During the debate many speakers stressed their concern about the situation in Syria, and noted the importance of finding a political solution to the crisis. Members of Parliament also called for a truly common security and defence policy, especially in the current geopolitical context, but drew attention to the threat of declining defence budgets. Others stressed that if the EU aimed for a strong CSDP, it should also have a strong CFSP in order to establish the role of the EU as a legitimate international actor and a security provider. It was emphasised that there had been a lack of unity in the foreign and security policy and that this represented Europe’s weakness. Inefficiencies in the procurement market were emphasised, a greater role for the EDA was called for, and the idea of a possible defence commissioner in the European Commission was raised. Another important dimension of the discussion was EU relations with the Eastern partners and specifically the increasing pressure from Russia towards these countries. Concern was expressed about Armenia’s commitment to further its relations with the EU. Some delegates urged the EU to increase efforts to secure closer partnerships with countries like Moldova or Ukraine, without which the Russian-sponsored Eurasian Union would be a paper tiger.
HR/VP Baroness Catherine ASHTON stressed that an arch of instability had developed around the EU and that the EU should be more actively engaged in conflict prevention in the region because it cost cheaper to prevent conflicts than to deal with their consequences. HR/VP reminded of her active mediation efforts in Egypt, which considered the EU as a trusted interlocutor. The EU should continue to engage Iran in the EU3+3 framework and should put all efforts to achieve a lasting political solution to the crisis in Syria, including convening the Geneva II peace conference. HR/VP also spoke about the external pressure the Eastern Partnership countries are facing in light of the upcoming 3rd Eastern Partnership Summit in Vilnius in November 2013. She also drew attention to the progress that had taken place in Serbia-Kosovo relations, which was a direct consequence of active EU engagement.

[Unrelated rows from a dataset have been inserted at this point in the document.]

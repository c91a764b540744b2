//! 邮件发送（密码重置）

use lettre::{
    AsyncFileTransport, AsyncSmtpTransport, AsyncTransport, Message, Tokio1Executor,
    message::{Mailbox, header::ContentType},
    transport::smtp::authentication::Credentials,
};
use std::path::Path;
use tracing::{info, warn};

use crate::config::{EmailConfig, EmailTransportKind};
use crate::errors::{NotaDezError, Result};
use crate::utils::reset_token::reset_link;

pub struct EmailService {
    transport: EmailTransport,
    from_email: String,
    from_name: String,
    reset_base_url: String,
    reset_ttl_minutes: i64,
}

enum EmailTransport {
    Smtp(AsyncSmtpTransport<Tokio1Executor>),
    File(AsyncFileTransport<Tokio1Executor>),
}

impl EmailService {
    pub fn new(config: &EmailConfig) -> Result<Self> {
        let transport = match config.transport {
            EmailTransportKind::Smtp => {
                let smtp = &config.smtp;
                if !smtp.use_tls {
                    warn!("SMTP TLS is disabled");
                }

                let builder = if smtp.use_tls {
                    AsyncSmtpTransport::<Tokio1Executor>::starttls_relay(&smtp.host)
                        .map_err(|e| NotaDezError::email(format!("create SMTP transport: {e}")))?
                } else {
                    AsyncSmtpTransport::<Tokio1Executor>::builder_dangerous(&smtp.host)
                };

                let builder = if smtp.username.is_empty() {
                    builder.port(smtp.port)
                } else {
                    builder
                        .port(smtp.port)
                        .credentials(Credentials::new(smtp.username.clone(), smtp.password.clone()))
                };

                EmailTransport::Smtp(builder.build())
            }
            EmailTransportKind::File => {
                let dir = Path::new(&config.file_path);
                if !dir.exists() {
                    std::fs::create_dir_all(dir)?;
                }
                EmailTransport::File(AsyncFileTransport::<Tokio1Executor>::new(dir))
            }
        };

        Ok(Self {
            transport,
            from_email: config.from_email.clone(),
            from_name: config.from_name.clone(),
            reset_base_url: config.reset_base_url.clone(),
            reset_ttl_minutes: config.reset_token_ttl_minutes,
        })
    }

    pub async fn send_password_reset_email(
        &self,
        to_email: &str,
        to_name: &str,
        token: &str,
    ) -> Result<()> {
        let link = reset_link(&self.reset_base_url, token);
        let body = password_reset_body(to_name, &link, self.reset_ttl_minutes);

        self.send_email(to_email, to_name, "Recuperação de senha - NotaDez", body)
            .await?;
        info!("Password reset email sent to {}", to_email);
        Ok(())
    }

    async fn send_email(
        &self,
        to_email: &str,
        to_name: &str,
        subject: &str,
        body: String,
    ) -> Result<()> {
        let from = Mailbox::new(
            Some(self.from_name.clone()),
            self.from_email
                .parse()
                .map_err(|e| NotaDezError::email(format!("parse from address: {e}")))?,
        );
        let to = Mailbox::new(
            Some(to_name.to_string()).filter(|n| !n.trim().is_empty()),
            to_email
                .parse()
                .map_err(|e| NotaDezError::email(format!("parse recipient address: {e}")))?,
        );

        let message = Message::builder()
            .from(from)
            .to(to)
            .subject(subject)
            .header(ContentType::TEXT_HTML)
            .body(body)
            .map_err(|e| NotaDezError::email(format!("build email message: {e}")))?;

        match &self.transport {
            EmailTransport::Smtp(smtp) => {
                smtp.send(message)
                    .await
                    .map_err(|e| NotaDezError::email(format!("send SMTP email: {e}")))?;
            }
            EmailTransport::File(file) => {
                file.send(message)
                    .await
                    .map_err(|e| NotaDezError::email(format!("write email file: {e}")))?;
            }
        }

        Ok(())
    }
}

fn password_reset_body(to_name: &str, link: &str, ttl_minutes: i64) -> String {
    let validity = if ttl_minutes % 60 == 0 {
        match ttl_minutes / 60 {
            1 => "1 hora".to_string(),
            hours => format!("{hours} horas"),
        }
    } else {
        format!("{ttl_minutes} minutos")
    };

    format!(
        r#"<!DOCTYPE html>
<html>
<head>
    <meta charset="utf-8">
    <title>Recuperação de senha</title>
</head>
<body style="font-family: Arial, sans-serif; line-height: 1.6; color: #333;">
    <div style="max-width: 600px; margin: 0 auto; padding: 20px;">
        <h2>Recuperação de senha</h2>
        <p>Olá, {to_name}!</p>
        <p>Recebemos um pedido para redefinir a sua senha no NotaDez.</p>
        <p><a href="{link}">Redefinir senha</a></p>
        <p>Se o botão não funcionar, copie este endereço no navegador:</p>
        <p>{link}</p>
        <p><strong>O link é válido por {validity}.</strong></p>
        <p style="font-size: 12px; color: #666;">Se você não fez este pedido, ignore esta mensagem.</p>
    </div>
</body>
</html>"#
    )
}

#[cfg(test)]
mod tests {
    use super::*;
    use crate::config::SmtpConfig;

    fn file_config(dir: &Path) -> EmailConfig {
        EmailConfig {
            transport: EmailTransportKind::File,
            smtp: SmtpConfig {
                host: "localhost".into(),
                port: 587,
                username: String::new(),
                password: String::new(),
                use_tls: true,
            },
            file_path: dir.to_string_lossy().into_owned(),
            from_name: "NotaDez".into(),
            from_email: "no-reply@notadez.local".into(),
            reset_base_url: "http://localhost:3000/pages/recuperar-senha.html".into(),
            reset_token_ttl_minutes: 60,
        }
    }

    #[test]
    fn test_body_contains_link_and_validity() {
        let body = password_reset_body("Ana", "http://x/reset?token=ab", 60);
        assert!(body.contains("Olá, Ana!"));
        assert!(body.contains(r#"href="http://x/reset?token=ab""#));
        assert!(body.contains("1 hora"));

        assert!(password_reset_body("Ana", "l", 30).contains("30 minutos"));
        assert!(password_reset_body("Ana", "l", 120).contains("2 horas"));
    }

    #[tokio::test]
    async fn test_file_transport_writes_message() {
        let dir = std::env::temp_dir().join(format!(
            "notadez-email-test-{}",
            chrono::Utc::now().timestamp_nanos_opt().unwrap_or_default()
        ));
        let service = EmailService::new(&file_config(&dir)).unwrap();

        service
            .send_password_reset_email("ana@example.com", "Ana", "deadbeef")
            .await
            .unwrap();

        let written = std::fs::read_dir(&dir).unwrap().count();
        assert!(written >= 1);
        let _ = std::fs::remove_dir_all(&dir);
    }

    #[tokio::test]
    async fn test_invalid_recipient_is_email_error() {
        let dir = std::env::temp_dir().join("notadez-email-test-invalid");
        let service = EmailService::new(&file_config(&dir)).unwrap();
        let err = service
            .send_password_reset_email("not-an-address", "Ana", "t")
            .await
            .unwrap_err();
        assert!(matches!(err, NotaDezError::Email(_)));
        let _ = std::fs::remove_dir_all(&dir);
    }
}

During the debate Members raised many questions related to Syria, Egypt and the wider region. Some proposed to step up financial support to countries in the region calling for the EU’s own Marshall Plan for the Middle East. Members also addressed questions to the HR/VP regarding the upcoming Eastern Partnership Summit in Vilnius and increasing pressure from Russia on the Eastern Partners.
Responding to questions, HR/VP stressed the importance of synchronising defence procurement standards across the EU and pointed to the success of the ATALANTA mission, due to which piracy has dropped by 93% in the mission’s operational area. She also spoke about the instability spill-over in the Middle East and reminded that the EU was already the biggest provider of aid in the region. With regard to European neighbours, she singled out progress in Serbia-Kosovo relations as one of the biggest successes of EU diplomacy and stressed that the EU should continue with the enlargement policy in Western Balkans.
NATO’s Secretary General Anders Fogh RASMUSSEN condemned the chemical attack that had taken place in Syria in the strongest possible terms. He stressed that NATO was a forum for consultations between the members on all matters and that NATO was committed to protecting its South-Eastern border. He drew attention to the worrying tendency of shrinking defence budgets in the context of rising security challenges. He said that in 2015 defence spending in China would supersede the spending of the 8 largest European NATO allies combined. There was also too much duplication in capabilities as well as divergence in standards among NATO members – this led to poor economies of scale and inefficient training. Secretary General underlined the importance of maintaining a strong NATO and developing a strong European pillar of defence. In this context we should focus on three priorities: developing capabilities, developing strong forces and developing a robust defence industry. He also emphasised that the EU and NATO shared the same values and vision; they were on the same road heading towards the same destination. He therefore called for cooperation, not duplication, and the strong need to build capabilities, not bureaucracies.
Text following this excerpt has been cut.